Segment Open
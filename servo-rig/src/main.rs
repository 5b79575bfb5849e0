//! Command-line rig for positioning hobby servos on a PCA9685 breakout.
//!
//! Wires the driver and input crates to a Linux I2C character device:
//!
//! 1. `scan` — pre-flight diagnostic listing every acknowledging address.
//! 2. `angle` — position one servo at a fixed angle and exit.
//! 3. `sweep` — run the continuous ~100 ms control loop, deriving the
//!    target angle from a synthetic joystick input exactly the way a
//!    live controller-driven caller would.
//!
//! Commands that talk to the chip first probe its address and fall back
//! to a full bus scan when nothing acknowledges, so a mis-jumpered board
//! shows up before any servo moves.

use std::process::ExitCode;
use std::thread;
use std::time::Duration;

use clap::{Parser, Subcommand};
use joystick_input::{AngleSlew, Axis, JoystickState};
use linux_embedded_hal::{Delay, I2cdev};
use log::{debug, error, info};
use pca9685_driver::{probe, scan, Pca9685, ServoProfile};

/// Interval between control-loop updates.
const UPDATE_INTERVAL: Duration = Duration::from_millis(100);

/// Raw stick travel per sweep update.
const STICK_STEP: i32 = 4096;

#[derive(Parser)]
#[command(author, version, about)]
struct Cli {
    /// I2C character device of the bus the PCA9685 sits on.
    #[arg(long, default_value = "/dev/i2c-1")]
    bus: String,

    /// 7-bit slave address of the chip (decimal or 0x-prefixed hex).
    #[arg(long, default_value = "0x40", value_parser = parse_address)]
    address: u8,

    #[command(subcommand)]
    command: Command,
}

#[derive(Subcommand)]
enum Command {
    /// Probe every 7-bit address and report which ones acknowledge.
    Scan,

    /// Position one servo at a fixed angle.
    Angle {
        /// Output channel (0-15).
        #[arg(value_parser = clap::value_parser!(u8).range(..16))]
        channel: u8,

        /// Target angle in degrees.
        degrees: f32,

        /// Built-in servo profile id (0 = MS62 270°, 1 = DM996 180°).
        #[arg(long, default_value_t = 0)]
        servo: u8,
    },

    /// Sweep one servo end to end with a rate-limited control loop.
    Sweep {
        /// Output channel (0-15).
        #[arg(value_parser = clap::value_parser!(u8).range(..16))]
        channel: u8,

        /// Built-in servo profile id (0 = MS62 270°, 1 = DM996 180°).
        #[arg(long, default_value_t = 0)]
        servo: u8,

        /// Maximum angle change per update, in degrees.
        #[arg(long, default_value_t = 5.0)]
        step: f32,
    },
}

fn parse_address(raw: &str) -> Result<u8, String> {
    let parsed = if let Some(hex) = raw.strip_prefix("0x") {
        u8::from_str_radix(hex, 16)
    } else {
        raw.parse()
    };
    parsed.map_err(|_| format!("invalid I2C address: {raw}"))
}

fn main() -> ExitCode {
    env_logger::init();
    let cli = Cli::parse();

    let mut i2c = match I2cdev::new(&cli.bus) {
        Ok(i2c) => i2c,
        Err(e) => {
            error!("Failed to open {}: {e}", cli.bus);
            return ExitCode::FAILURE;
        }
    };

    match cli.command {
        Command::Scan => run_scan(&mut i2c, &cli.bus),
        Command::Angle {
            channel,
            degrees,
            servo,
        } => {
            if !preflight(&mut i2c, &cli.bus, cli.address) {
                return ExitCode::FAILURE;
            }
            run_angle(i2c, cli.address, channel, servo, degrees)
        }
        Command::Sweep {
            channel,
            servo,
            step,
        } => {
            if !preflight(&mut i2c, &cli.bus, cli.address) {
                return ExitCode::FAILURE;
            }
            run_sweep(i2c, cli.address, channel, servo, step)
        }
    }
}

/// Check that something acknowledges at the expected address; on failure,
/// scan the bus so the operator can see what is actually connected.
fn preflight(i2c: &mut I2cdev, bus: &str, address: u8) -> bool {
    if probe(i2c, address) {
        return true;
    }

    error!("No device acknowledges at {address:#04x} on {bus}");
    let found = scan(i2c);
    if found.is_empty() {
        error!("No I2C devices found on {bus}");
    }
    for occupied in &found {
        info!("Found device at {occupied:#04x}");
    }
    false
}

fn run_scan(i2c: &mut I2cdev, bus: &str) -> ExitCode {
    info!("Scanning {bus}...");

    let found = scan(i2c);
    if found.is_empty() {
        println!("No I2C devices found");
        return ExitCode::SUCCESS;
    }
    for address in &found {
        println!("Found device at {address:#04x}");
    }
    ExitCode::SUCCESS
}

fn run_angle(i2c: I2cdev, address: u8, channel: u8, servo: u8, degrees: f32) -> ExitCode {
    let mut pwm = Pca9685::new(i2c, address, Delay);
    if let Err(e) = pwm.open() {
        error!("Failed to configure PCA9685: {e}");
        return ExitCode::FAILURE;
    }
    info!("PCA9685 ready at {} Hz", pwm.frequency());

    match pwm.set_servo_angle_by_id(channel, servo, degrees) {
        Ok(()) => {
            info!("Channel {channel} positioned at {degrees}°");
            ExitCode::SUCCESS
        }
        Err(e) => {
            error!("Failed to position servo: {e}");
            ExitCode::FAILURE
        }
    }
}

fn run_sweep(i2c: I2cdev, address: u8, channel: u8, servo: u8, step: f32) -> ExitCode {
    let Some(profile) = ServoProfile::by_id(servo) else {
        error!("Unknown servo profile id {servo}");
        return ExitCode::FAILURE;
    };

    let mut pwm = Pca9685::new(i2c, address, Delay);
    if let Err(e) = pwm.open() {
        error!("Failed to configure PCA9685: {e}");
        return ExitCode::FAILURE;
    }
    info!(
        "Sweeping channel {channel} over {}° at {} Hz",
        profile.max_angle_deg,
        pwm.frequency()
    );

    // Synthetic input source: ramp a virtual stick across its full travel
    // and back, then run the same read-derive-command-sleep loop a live
    // joystick caller would.
    let mut stick = JoystickState::new();
    let mut slew = AngleSlew::new(profile.max_angle_deg / 2.0, step);
    let mut position: i32 = i32::from(i16::MIN);
    let mut direction: i32 = 1;

    loop {
        stick.apply_axis(Axis::LeftX, position as i16);
        let target = stick.left_stick_angle(profile.max_angle_deg);
        let angle = slew.advance_toward(target);

        if let Err(e) = pwm.set_servo_angle(channel, profile, angle) {
            error!("Channel write failed: {e}");
            return ExitCode::FAILURE;
        }
        debug!("stick={position} target={target:.1} angle={angle:.1}");

        position += direction * STICK_STEP;
        if position >= i32::from(i16::MAX) {
            position = i32::from(i16::MAX);
            direction = -1;
        } else if position <= i32::from(i16::MIN) {
            position = i32::from(i16::MIN);
            direction = 1;
        }

        thread::sleep(UPDATE_INTERVAL);
    }
}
Segment Closed
▸ Your task
Each record, from first to last, should be returned verbatim.

▸ Response box
filename servo-rig/src/main.rs
repository 5b79575bfb5849e0
//! Command-line rig for positioning hobby servos on a PCA9685 breakout.
//!
//! Wires the driver and input crates to a Linux I2C character device:
//!
//! 1. `scan` — pre-flight diagnostic listing every acknowledging address.
//! 2. `angle` — position one servo at a fixed angle and exit.
//! 3. `sweep` — run the continuous ~100 ms control loop, deriving the
//!    target angle from a synthetic joystick input exactly the way a
//!    live controller-driven caller would.
//!
//! Commands that talk to the chip first probe its address and fall back
//! to a full bus scan when nothing acknowledges, so a mis-jumpered board
//! shows up before any servo moves.

use std::process::ExitCode;
use std::thread;
use std::time::Duration;

use clap::{Parser, Subcommand};
use joystick_input::{AngleSlew, Axis, JoystickState};
use linux_embedded_hal::{Delay, I2cdev};
use log::{debug, error, info};
use pca9685_driver::{probe, scan, Pca9685, ServoProfile};

/// Interval between control-loop updates.
const UPDATE_INTERVAL: Duration = Duration::from_millis(100);

/// Raw stick travel per sweep update.
const STICK_STEP: i32 = 4096;

#[derive(Parser)]
#[command(author, version, about)]
struct Cli {
    /// I2C character device of the bus the PCA9685 sits on.
    #[arg(long, default_value = "/dev/i2c-1")]
    bus: String,

    /// 7-bit slave address of the chip (decimal or 0x-prefixed hex).
    #[arg(long, default_value = "0x40", value_parser = parse_address)]
    address: u8,

    #[command(subcommand)]
    command: Command,
}

#[derive(Subcommand)]
enum Command {
    /// Probe every 7-bit address and report which ones acknowledge.
    Scan,

    /// Position one servo at a fixed angle.
    Angle {
        /// Output channel (0-15).
        #[arg(value_parser = clap::value_parser!(u8).range(..16))]
        channel: u8,

        /// Target angle in degrees.
        degrees: f32,

        /// Built-in servo profile id (0 = MS62 270°, 1 = DM996 180°).
        #[arg(long, default_value_t = 0)]
        servo: u8,
    },

    /// Sweep one servo end to end with a rate-limited control loop.
    Sweep {
        /// Output channel (0-15).
        #[arg(value_parser = clap::value_parser!(u8).range(..16))]
        channel: u8,

        /// Built-in servo profile id (0 = MS62 270°, 1 = DM996 180°).
        #[arg(long, default_value_t = 0)]
        servo: u8,

        /// Maximum angle change per update, in degrees.
        #[arg(long, default_value_t = 5.0)]
        step: f32,
    },
}

fn parse_address(raw: &str) -> Result<u8, String> {
    let parsed = if let Some(hex) = raw.strip_prefix("0x") {
        u8::from_str_radix(hex, 16)
    } else {
        raw.parse()
    };
    parsed.map_err(|_| format!("invalid I2C address: {raw}"))
}

fn main() -> ExitCode {
    env_logger::init();
    let cli = Cli::parse();

    let mut i2c = match I2cdev::new(&cli.bus) {
        Ok(i2c) => i2c,
        Err(e) => {
            error!("Failed to open {}: {e}", cli.bus);
            return ExitCode::FAILURE;
        }
    };

    match cli.command {
        Command::Scan => run_scan(&mut i2c, &cli.bus),
        Command::Angle {
            channel,
            degrees,
            servo,
        } => {
            if !preflight(&mut i2c, &cli.bus, cli.address) {
                return ExitCode::FAILURE;
            }
            run_angle(i2c, cli.address, channel, servo, degrees)
        }
        Command::Sweep {
            channel,
            servo,
            step,
        } => {
            if !preflight(&mut i2c, &cli.bus, cli.address) {
                return ExitCode::FAILURE;
            }
            run_sweep(i2c, cli.address, channel, servo, step)
        }
    }
}

/// Check that something acknowledges at the expected address; on failure,
/// scan the bus so the operator can see what is actually connected.
fn preflight(i2c: &mut I2cdev, bus: &str, address: u8) -> bool {
    if probe(i2c, address) {
        return true;
    }

    error!("No device acknowledges at {address:#04x} on {bus}");
    let found = scan(i2c);
    if found.is_empty() {
        error!("No I2C devices found on {bus}");
    }
    for occupied in &found {
        info!("Found device at {occupied:#04x}");
    }
    false
}

fn run_scan(i2c: &mut I2cdev, bus: &str) -> ExitCode {
    info!("Scanning {bus}...");

    let found = scan(i2c);
    if found.is_empty() {
        println!("No I2C devices found");
        return ExitCode::SUCCESS;
    }
    for address in &found {
        println!("Found device at {address:#04x}");
    }
    ExitCode::SUCCESS
}

fn run_angle(i2c: I2cdev, address: u8, channel: u8, servo: u8, degrees: f32) -> ExitCode {
    let mut pwm = Pca9685::new(i2c, address, Delay);
    if let Err(e) = pwm.open() {
        error!("Failed to configure PCA9685: {e}");
        return ExitCode::FAILURE;
    }
    info!("PCA9685 ready at {} Hz", pwm.frequency());

    match pwm.set_servo_angle_by_id(channel, servo, degrees) {
        Ok(()) => {
            info!("Channel {channel} positioned at {degrees}°");
            ExitCode::SUCCESS
        }
        Err(e) => {
            error!("Failed to position servo: {e}");
            ExitCode::FAILURE
        }
    }
}

fn run_sweep(i2c: I2cdev, address: u8, channel: u8, servo: u8, step: f32) -> ExitCode {
    let Some(profile) = ServoProfile::by_id(servo) else {
        error!("Unknown servo profile id {servo}");
        return ExitCode::FAILURE;
    };

    let mut pwm = Pca9685::new(i2c, address, Delay);
    if let Err(e) = pwm.open() {
        error!("Failed to configure PCA9685: {e}");
        return ExitCode::FAILURE;
    }
    info!(
        "Sweeping channel {channel} over {}° at {} Hz",
        profile.max_angle_deg,
        pwm.frequency()
    );

    // Synthetic input source: ramp a virtual stick across its full travel
    // and back, then run the same read-derive-command-sleep loop a live
    // joystick caller would.
    let mut stick = JoystickState::new();
    let mut slew = AngleSlew::new(profile.max_angle_deg / 2.0, step);
    let mut position: i32 = i32::from(i16::MIN);
    let mut direction: i32 = 1;

    loop {
        stick.apply_axis(Axis::LeftX, position as i16);
        let target = stick.left_stick_angle(profile.max_angle_deg);
        let angle = slew.advance_toward(target);

        if let Err(e) = pwm.set_servo_angle(channel, profile, angle) {
            error!("Channel write failed: {e}");
            return ExitCode::FAILURE;
        }
        debug!("stick={position} target={target:.1} angle={angle:.1}");

        position += direction * STICK_STEP;
        if position >= i32::from(i16::MAX) {
            position = i32::from(i16::MAX);
            direction = -1;
        } else if position <= i32::from(i16::MIN) {
            position = i32::from(i16::MIN);
            direction = 1;
        }

        thread::sleep(UPDATE_INTERVAL);
    }
}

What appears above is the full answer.